Saved data entries:
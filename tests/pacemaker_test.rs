//! Tests for view progression: proposal generation on entering a view, timeout-vote handling,
//! the deferred empty-vertex timeout path, and unconditional timeout rescheduling.

mod common;

use std::time::Duration;

use chained_bft::pacemaker::types::ScheduledLocalTimeout;
use chained_bft::types::basic::{Txn, View};
use chained_bft::types::vertex::VerifiedVertex;
use log::LevelFilter;

use common::{
    expected_timeout_vertex, genesis_qc, header_for, high_qc, insert_update, keypairs, prepared,
    qc_certifying, test_node, vertex_extending, view_update,
};

#[test]
fn stale_view_updates_are_dropped_silently() {
    common::logging::setup_logger(LevelFilter::Trace);
    let validators = keypairs(4);
    let initial = view_update(View::new(3), &genesis_qc(), &validators[1]);
    let mut node = test_node(&validators[0], &validators, initial.clone());

    node.pacemaker.process_view_update(initial.clone());
    node.pacemaker
        .process_view_update(view_update(View::new(2), &genesis_qc(), &validators[1]));

    assert_eq!(node.pacemaker.current_view(), View::new(3));
    assert!(node.dispatch.record().scheduled_timeouts.is_empty());
}

#[test]
fn adopting_a_view_update_schedules_a_local_timeout() {
    let validators = keypairs(4);
    let initial = view_update(View::new(1), &genesis_qc(), &validators[1]);
    let mut node = test_node(&validators[0], &validators, initial);

    node.pacemaker
        .process_view_update(view_update(View::new(2), &genesis_qc(), &validators[1]));

    assert_eq!(node.pacemaker.current_view(), View::new(2));
    let record = node.dispatch.record();
    assert_eq!(record.scheduled_timeouts.len(), 1);
    let (scheduled, delay) = &record.scheduled_timeouts[0];
    assert_eq!(scheduled.view(), View::new(2));
    assert_eq!(scheduled.count(), 0);
    // two uncommitted views at backoff rate 2.0 on a 100ms base
    assert_eq!(*delay, Duration::from_millis(400));
    // the node is not the leader of view 2, so nothing was proposed
    assert!(record.proposals.is_empty());
}

#[test]
fn the_leader_proposes_on_entering_its_view() {
    let validators = keypairs(4);
    let me = &validators[0];
    let anchor = vertex_extending(genesis_qc(), View::new(1), &validators[1]);
    let anchor_qc = qc_certifying(&anchor, &validators);

    let initial = view_update(View::new(1), &genesis_qc(), &validators[1]);
    let mut node = test_node(me, &validators, initial);
    node.txn_source.record().next = vec![Txn::new(b"transfer".to_vec())];
    node.vertex_store.record().path = vec![prepared(anchor.clone())];

    node.pacemaker
        .process_view_update(view_update(View::new(2), &anchor_qc, me));

    let record = node.dispatch.record();
    assert_eq!(record.proposals.len(), 1);
    let proposal = &record.proposals[0];
    assert_eq!(proposal.view(), View::new(2));
    assert_eq!(proposal.vertex.parent_qc, anchor_qc);
    assert_eq!(proposal.vertex.txns, vec![Txn::new(b"transfer".to_vec())]);
    assert_eq!(proposal.vertex.author, me.id());

    // the signature covers the proposed vertex's id
    let proposed = VerifiedVertex::new(proposal.vertex.clone());
    assert!(me.id().verify(&proposed.id(), &proposal.signature));

    // transaction selection was bounded by the executed ancestor path of the anchor
    let requests = node.txn_source.record().requests.clone();
    assert_eq!(requests, vec![(View::new(2), 1)]);
}

#[test]
fn an_end_of_epoch_anchor_proposes_no_transactions() {
    let validators = keypairs(4);
    let me = &validators[0];

    let anchor = vertex_extending(genesis_qc(), View::new(1), &validators[1]);
    let mut anchor_header = header_for(&anchor);
    anchor_header.ledger_header.end_of_epoch = true;
    let anchor_qc = common::make_qc(
        &validators,
        &chained_bft::types::certificates::VoteData::new(
            anchor_header,
            anchor.parent_header().clone(),
            None,
        ),
    );

    let initial = view_update(View::new(1), &genesis_qc(), &validators[1]);
    let mut node = test_node(me, &validators, initial);
    node.txn_source.record().next = vec![Txn::new(b"should not appear".to_vec())];

    node.pacemaker
        .process_view_update(view_update(View::new(2), &anchor_qc, me));

    let record = node.dispatch.record();
    assert_eq!(record.proposals.len(), 1);
    assert!(record.proposals[0].vertex.txns.is_empty());
    // the transaction source was never consulted
    assert!(node.txn_source.record().requests.is_empty());
}

#[test]
fn a_timeout_with_a_previous_vote_rebroadcasts_it_as_a_timeout_vote() {
    let validators = keypairs(4);
    let me = &validators[0];
    let initial = view_update(View::new(1), &genesis_qc(), &validators[1]);
    let mut node = test_node(me, &validators, initial.clone());

    // the node voted in view 1 before the view timed out
    let vertex = vertex_extending(genesis_qc(), View::new(1), &validators[1]);
    let vote = node
        .pacemaker
        .safety_rules_mut()
        .vote_for(
            &vertex,
            header_for(&vertex),
            chained_bft::types::basic::Timestamp::new(5_000),
            high_qc(&genesis_qc()),
        )
        .unwrap();

    node.pacemaker
        .process_local_timeout(ScheduledLocalTimeout::new(initial, Duration::ZERO));

    let record = node.dispatch.record();
    assert_eq!(record.votes.len(), 1);
    let timeout_vote = &record.votes[0];
    assert!(timeout_vote.is_timeout());
    assert_eq!(timeout_vote.vote_data, vote.vote_data);
    // no fallback vertex was needed
    assert!(node.vertex_store.record().insert_attempts.is_empty());
    assert_eq!(node.pacemaker.timed_out_views(), 1);
}

#[test]
fn a_timeout_without_a_vote_defers_the_vote_until_the_vertex_is_inserted() {
    let validators = keypairs(4);
    let me = &validators[0];
    let initial = view_update(View::new(1), &genesis_qc(), &validators[1]);
    let mut node = test_node(me, &validators, initial.clone());

    node.pacemaker
        .process_local_timeout(ScheduledLocalTimeout::new(initial.clone(), Duration::ZERO));

    // the empty fallback vertex went into the store, but no vote left the node yet
    let expected = expected_timeout_vertex(&initial);
    {
        let store = node.vertex_store.record();
        assert_eq!(store.inserted.len(), 1);
        assert_eq!(store.inserted[0], expected);
        assert!(store.inserted[0].vertex().txns.is_empty());
    }
    assert!(node.dispatch.record().votes.is_empty());

    // the store reports the insertion complete; now the timeout vote goes out
    node.pacemaker.process_bft_update(&insert_update(expected.clone()));

    let record = node.dispatch.record();
    assert_eq!(record.votes.len(), 1);
    let timeout_vote = &record.votes[0];
    assert!(timeout_vote.is_timeout());
    assert_eq!(timeout_vote.view(), View::new(1));
    assert_eq!(timeout_vote.author, me.id());
    assert_eq!(timeout_vote.vote_data.proposed.vertex_id, expected.id());
}

#[test]
fn an_insertion_update_for_an_unrelated_vertex_is_ignored() {
    let validators = keypairs(4);
    let me = &validators[0];
    let initial = view_update(View::new(1), &genesis_qc(), &validators[1]);
    let mut node = test_node(me, &validators, initial.clone());

    node.pacemaker
        .process_local_timeout(ScheduledLocalTimeout::new(initial, Duration::ZERO));

    let unrelated = vertex_extending(genesis_qc(), View::new(1), &validators[2]);
    node.pacemaker.process_bft_update(&insert_update(unrelated));

    assert!(node.dispatch.record().votes.is_empty());
}

#[test]
fn an_already_prepared_timeout_vertex_is_voted_on_immediately() {
    let validators = keypairs(4);
    let me = &validators[0];
    let initial = view_update(View::new(1), &genesis_qc(), &validators[1]);
    let mut node = test_node(me, &validators, initial.clone());

    let expected = expected_timeout_vertex(&initial);
    node.vertex_store
        .record()
        .prepared
        .insert(expected.id(), prepared(expected.clone()));

    node.pacemaker
        .process_local_timeout(ScheduledLocalTimeout::new(initial, Duration::ZERO));

    let record = node.dispatch.record();
    assert_eq!(record.votes.len(), 1);
    assert!(record.votes[0].is_timeout());
    // nothing was inserted: the vertex was already in the store
    assert!(node.vertex_store.record().insert_attempts.is_empty());
}

#[test]
fn a_missing_parent_is_recoverable_and_retried_on_the_next_tick() {
    common::logging::setup_logger(LevelFilter::Trace);
    let validators = keypairs(4);
    let me = &validators[0];
    let initial = view_update(View::new(1), &genesis_qc(), &validators[1]);
    let mut node = test_node(me, &validators, initial.clone());
    node.vertex_store.record().parent_missing = true;

    node.pacemaker
        .process_local_timeout(ScheduledLocalTimeout::new(initial.clone(), Duration::ZERO));

    // insertion failed recoverably: no vote, no panic, one attempt made
    assert_eq!(node.vertex_store.record().insert_attempts.len(), 1);
    assert!(node.dispatch.record().votes.is_empty());

    // the store catches up; the next timeout tick re-inserts the vertex
    node.vertex_store.record().parent_missing = false;
    node.pacemaker
        .process_local_timeout(ScheduledLocalTimeout::new(initial.clone(), Duration::ZERO));

    let store = node.vertex_store.record();
    assert_eq!(store.insert_attempts.len(), 2);
    assert_eq!(store.inserted.len(), 1);
    assert_eq!(store.inserted[0], expected_timeout_vertex(&initial));
}

#[test]
fn stale_timeouts_are_ignored() {
    let validators = keypairs(4);
    let initial = view_update(View::new(2), &genesis_qc(), &validators[1]);
    let mut node = test_node(&validators[0], &validators, initial);

    let superseded = view_update(View::new(1), &genesis_qc(), &validators[1]);
    node.pacemaker
        .process_local_timeout(ScheduledLocalTimeout::new(superseded, Duration::ZERO));

    let record = node.dispatch.record();
    assert!(record.votes.is_empty());
    assert!(record.timeout_occurrences.is_empty());
    assert!(record.scheduled_timeouts.is_empty());
    assert_eq!(node.pacemaker.timed_out_views(), 0);
}

#[test]
fn every_processed_timeout_is_rescheduled_with_backoff() {
    let validators = keypairs(4);
    let me = &validators[0];
    let initial = view_update(View::new(1), &genesis_qc(), &validators[1]);
    let mut node = test_node(me, &validators, initial.clone());

    node.pacemaker
        .process_local_timeout(ScheduledLocalTimeout::new(initial, Duration::ZERO));

    let (first_retry, first_delay) = {
        let record = node.dispatch.record();
        assert_eq!(record.timeout_occurrences.len(), 1);
        assert_eq!(record.timeout_occurrences[0].view(), View::new(1));
        assert_eq!(record.scheduled_timeouts.len(), 1);
        let (scheduled, delay) = &record.scheduled_timeouts[0];
        (scheduled.clone(), *delay)
    };
    // one uncommitted view at backoff rate 2.0 on a 100ms base
    assert_eq!(first_delay, Duration::from_millis(200));
    assert_eq!(first_retry.count(), 1);

    // the rescheduled timeout fires too; it is a repeat, not a newly timed-out view
    node.pacemaker.process_local_timeout(first_retry);
    assert_eq!(node.pacemaker.timed_out_views(), 1);
    assert_eq!(node.pacemaker.timeout_votes_sent(), 2);
    assert_eq!(node.dispatch.record().scheduled_timeouts.len(), 2);
    assert_eq!(node.dispatch.record().scheduled_timeouts[1].0.count(), 2);
}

* _About this exercise_
In the entries above, identify every line with the word "transfer". Copy those lines.

* _Expected answer_
    node.txn_source.record().next = vec![Txn::new(b"transfer".to_vec())];
    assert_eq!(proposal.vertex.txns, vec![Txn::new(b"transfer".to_vec())]);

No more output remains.